Brutally sustainable by design

Brutalism and sustainability making love
Sustainable Technology / Nominee

Sustainable Technology

When the code eats more data, creativity makes us starve. Cristella, Vincent, Yv Corbeil, MD & CCO, and Chris De Abreu, ECD


Q: Can you briefly describe your project and the concept behind it?

A: We believe sustainable design must be proprietary AND radical. We drew inspiration from brutalist design to which curves were added to embody Niji brand of human values at first sight. We also believe people should be able to choose in what way they want to consume a website. We therefore gave an option of seeing the website in a regular, yet sustainable, way – 6% difference in CO2e between brutalist and color versions.

Q: Once you settled on your idea, what influenced your decision on the chosen technical approach? How did it differ or go beyond approaches you’ve taken in the past?

A: In addition to the design, we had to be sustainable with how we built and coded the site, all the way to the hosting solution (PUE close to 1, servers cooled through oil baths). Usually, for this type of project and the inherent simplicity, we would have created a site with a server-side rendering technology (Node.js, PHP, etc.), but here we used a tool (Astro) to generate a full static HTML site.

Q: What were some of your biggest learning and takeaways from this project?

A: Never under-estimate change resistance especially from people who are convinced by the necessity of that very change. It indeed drastically modified how coders, designers, content writers, marketers performed their job, with new KPIs driving the initiative. The key to learning is to provide every team member with a clear ‘what’s in it for me’ - therefore confirming our belief that digital sustainability will only spread if it propels regular business KPIs.

Q: What web technologies, approaches, tools, or resources did you use to develop this experience (WordPress, headless, AI, Sublime Text, HTML5, Adobe XD, etc)?

A: Our website is totally static, going back to the origins of the web, but with modern technologies. We used the Strapi CMS for content contribution and Astro JS to generate a complete static website that is served by a NGINX server. Our contribution environment is always turned off and is only turned on when contributors need it, which allows us to reduce the number of servers functioning at any given time.

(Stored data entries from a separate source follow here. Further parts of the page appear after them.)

//! Single-source shortest-path algorithms for dependency accumulation

use std::cmp::Reverse;
use std::collections::{BinaryHeap, VecDeque};

use crate::graph::GraphView;

/// Shortest-path structure rooted at one source node
#[derive(Debug, Clone)]
pub struct ShortestPaths {
    /// Reachable nodes in non-decreasing distance order, source first
    pub order: Vec<u32>,

    /// Immediate predecessors of each node on shortest paths from the source
    pub predecessors: Vec<Vec<u32>>,

    /// Number of shortest paths from the source; 0 for unreachable nodes
    pub sigma: Vec<f64>,
}

impl ShortestPaths {
    fn rooted_at(source: usize, node_count: usize) -> Self {
        let mut sigma = vec![0.0; node_count];
        sigma[source] = 1.0;

        Self {
            order: Vec::with_capacity(node_count),
            predecessors: vec![Vec::new(); node_count],
            sigma,
        }
    }
}

/// Shortest paths from `source`, by hop count or by the view's weights.
///
/// `max_path_length` bounds unweighted searches: nodes at that distance are
/// recorded but not expanded. Weighted searches ignore it.
pub fn single_source_shortest_paths(
    view: &GraphView<'_>,
    source: usize,
    max_path_length: Option<usize>,
) -> ShortestPaths {
    if view.is_weighted() {
        dijkstra_paths(view, source)
    } else {
        bfs_paths(view, source, max_path_length)
    }
}

/// Breadth-first search counting shortest paths
pub fn bfs_paths(
    view: &GraphView<'_>,
    source: usize,
    max_path_length: Option<usize>,
) -> ShortestPaths {
    let node_count = view.node_count();
    let mut paths = ShortestPaths::rooted_at(source, node_count);

    let mut dist: Vec<i64> = vec![-1; node_count];
    dist[source] = 0;

    let mut queue = VecDeque::with_capacity(node_count);
    queue.push_back(source);

    while let Some(v) = queue.pop_front() {
        paths.order.push(v as u32);
        let dist_v = dist[v];

        if let Some(limit) = max_path_length {
            if dist_v >= limit as i64 {
                continue;
            }
        }

        for &w in view.neighbors(v) {
            let w = w as usize;

            // Path discovery
            if dist[w] < 0 {
                dist[w] = dist_v + 1;
                queue.push_back(w);
            }

            // Path counting
            if dist[w] == dist_v + 1 {
                paths.sigma[w] += paths.sigma[v];
                paths.predecessors[w].push(v as u32);
            }
        }
    }

    paths
}

/// Dijkstra search counting shortest paths.
///
/// Weights must be non-negative. Equal distances are compared exactly; queue
/// ties are popped in push order.
pub fn dijkstra_paths(view: &GraphView<'_>, source: usize) -> ShortestPaths {
    let node_count = view.node_count();
    let mut paths = ShortestPaths::rooted_at(source, node_count);

    let mut dist = vec![f64::INFINITY; node_count];
    let mut settled = vec![false; node_count];
    dist[source] = 0.0;

    // Non-negative f64 bit patterns order like the values themselves
    let mut heap = BinaryHeap::new();
    let mut pushes: u64 = 0;
    heap.push(Reverse((0.0f64.to_bits(), pushes, source)));

    while let Some(Reverse((d_bits, _, v))) = heap.pop() {
        if settled[v] {
            continue;
        }
        settled[v] = true;
        paths.order.push(v as u32);

        let dist_v = f64::from_bits(d_bits);
        for (w, weight) in view.weighted_neighbors(v) {
            if settled[w] {
                continue;
            }

            let candidate = dist_v + weight;
            if candidate < dist[w] {
                dist[w] = candidate;
                paths.sigma[w] = paths.sigma[v];
                paths.predecessors[w].clear();
                paths.predecessors[w].push(v as u32);
                pushes += 1;
                heap.push(Reverse((candidate.to_bits(), pushes, w)));
            } else if candidate == dist[w] {
                paths.sigma[w] += paths.sigma[v];
                paths.predecessors[w].push(v as u32);
            }
        }
    }

    paths
}

#[cfg(test)]
mod tests {
    use super::*;
    use crate::graph::GraphBuilder;

    #[test]
    fn diamond_has_two_shortest_paths() {
        let mut builder = GraphBuilder::undirected();
        builder.add_edge("s", "a");
        builder.add_edge("s", "b");
        builder.add_edge("a", "t");
        builder.add_edge("b", "t");
        let graph = builder.build();

        let s = graph.index_of(&"s").unwrap();
        let t = graph.index_of(&"t").unwrap();
        let paths = single_source_shortest_paths(&graph.view(None), s, None);

        assert_eq!(paths.order.len(), 4);
        assert_eq!(paths.order[0] as usize, s);
        assert_eq!(*paths.order.last().unwrap() as usize, t);
        assert_eq!(paths.sigma[s], 1.0);
        assert_eq!(paths.sigma[t], 2.0);
        assert_eq!(paths.predecessors[t].len(), 2);
    }

    #[test]
    fn unreachable_nodes_are_left_out() {
        let mut builder = GraphBuilder::directed();
        builder.add_edge(1, 2);
        builder.add_node(3);
        let graph = builder.build();

        let two = graph.index_of(&2).unwrap();
        let three = graph.index_of(&3).unwrap();
        let paths = single_source_shortest_paths(&graph.view(None), two, None);

        assert_eq!(paths.order, vec![two as u32]);
        assert_eq!(paths.sigma[three], 0.0);
        assert_eq!(paths.sigma[graph.index_of(&1).unwrap()], 0.0);
    }

    #[test]
    fn cutoff_stops_expansion() {
        let mut builder = GraphBuilder::undirected();
        builder.add_edge(0, 1);
        builder.add_edge(1, 2);
        builder.add_edge(2, 3);
        let graph = builder.build();

        let paths = bfs_paths(&graph.view(None), 0, Some(2));

        assert_eq!(paths.order.len(), 3);
        assert!(!paths.order.contains(&(graph.index_of(&3).unwrap() as u32)));
    }

    #[test]
    fn dijkstra_prefers_light_detour() {
        let mut builder = GraphBuilder::undirected();
        builder.add_weighted_edge("a", "b", 5.0);
        builder.add_weighted_edge("a", "c", 1.0);
        builder.add_weighted_edge("c", "b", 1.0);
        let graph = builder.build();

        let a = graph.index_of(&"a").unwrap();
        let b = graph.index_of(&"b").unwrap();
        let c = graph.index_of(&"c").unwrap();
        let paths = single_source_shortest_paths(&graph.view(Some("weight")), a, None);

        assert_eq!(paths.order, vec![a as u32, c as u32, b as u32]);
        assert_eq!(paths.predecessors[b], vec![c as u32]);
        assert_eq!(paths.sigma[b], 1.0);
    }

    #[test]
    fn dijkstra_counts_equal_weight_paths() {
        let mut builder = GraphBuilder::undirected();
        builder.add_weighted_edge("a", "b", 1.0);
        builder.add_weighted_edge("b", "d", 2.0);
        builder.add_weighted_edge("a", "c", 2.0);
        builder.add_weighted_edge("c", "d", 1.0);
        let graph = builder.build();

        let a = graph.index_of(&"a").unwrap();
        let d = graph.index_of(&"d").unwrap();
        let paths = dijkstra_paths(&graph.view(Some("weight")), a);

        assert_eq!(paths.sigma[d], 2.0);
        assert_eq!(paths.predecessors[d].len(), 2);
    }

    #[test]
    fn sigma_is_sum_over_predecessors() {
        let mut builder = GraphBuilder::undirected();
        for (u, v) in [(0, 1), (0, 2), (1, 3), (2, 3), (3, 4), (1, 4), (4, 5), (2, 5)] {
            builder.add_edge(u, v);
        }
        let graph = builder.build();

        let paths = bfs_paths(&graph.view(None), 0, None);
        for &w in paths.order.iter().skip(1) {
            let w = w as usize;
            let total: f64 = paths.predecessors[w]
                .iter()
                .map(|&v| paths.sigma[v as usize])
                .sum();
            assert_eq!(paths.sigma[w], total);
        }
    }
}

Q: How did the final product meet or exceed your expectations? What results did you see?

A: The final product exceeded expectations in every way. Firstly, recognition by 2 Webby Awards (nominee and honoree at the time of writing). Secondly, the results: +240% visits, +350% pages viewed, -20% bounce rate on HP, +100% time spent. Thirdly, candidates and big brands alike are mentioning the website as a key reason for working with Niji. Finally, employees became strong ambassadors of the brand.

Q: What did your initial moodboard, wireframe, or prototype look like? How did those ideas change throughout the design process?

A: Holding tight to the original ambition is the single-most difficult thing in any creative endeavour. Over-time, projects get altered, knowingly or not, by the sheer number of people involved. The clarity of the idea, the purity of the design or the relevance of the concept must be preserved at all costs. From the get-go, a robust core team of seasoned creatives, designers and tech experts made sure nothing would hamper the end-product.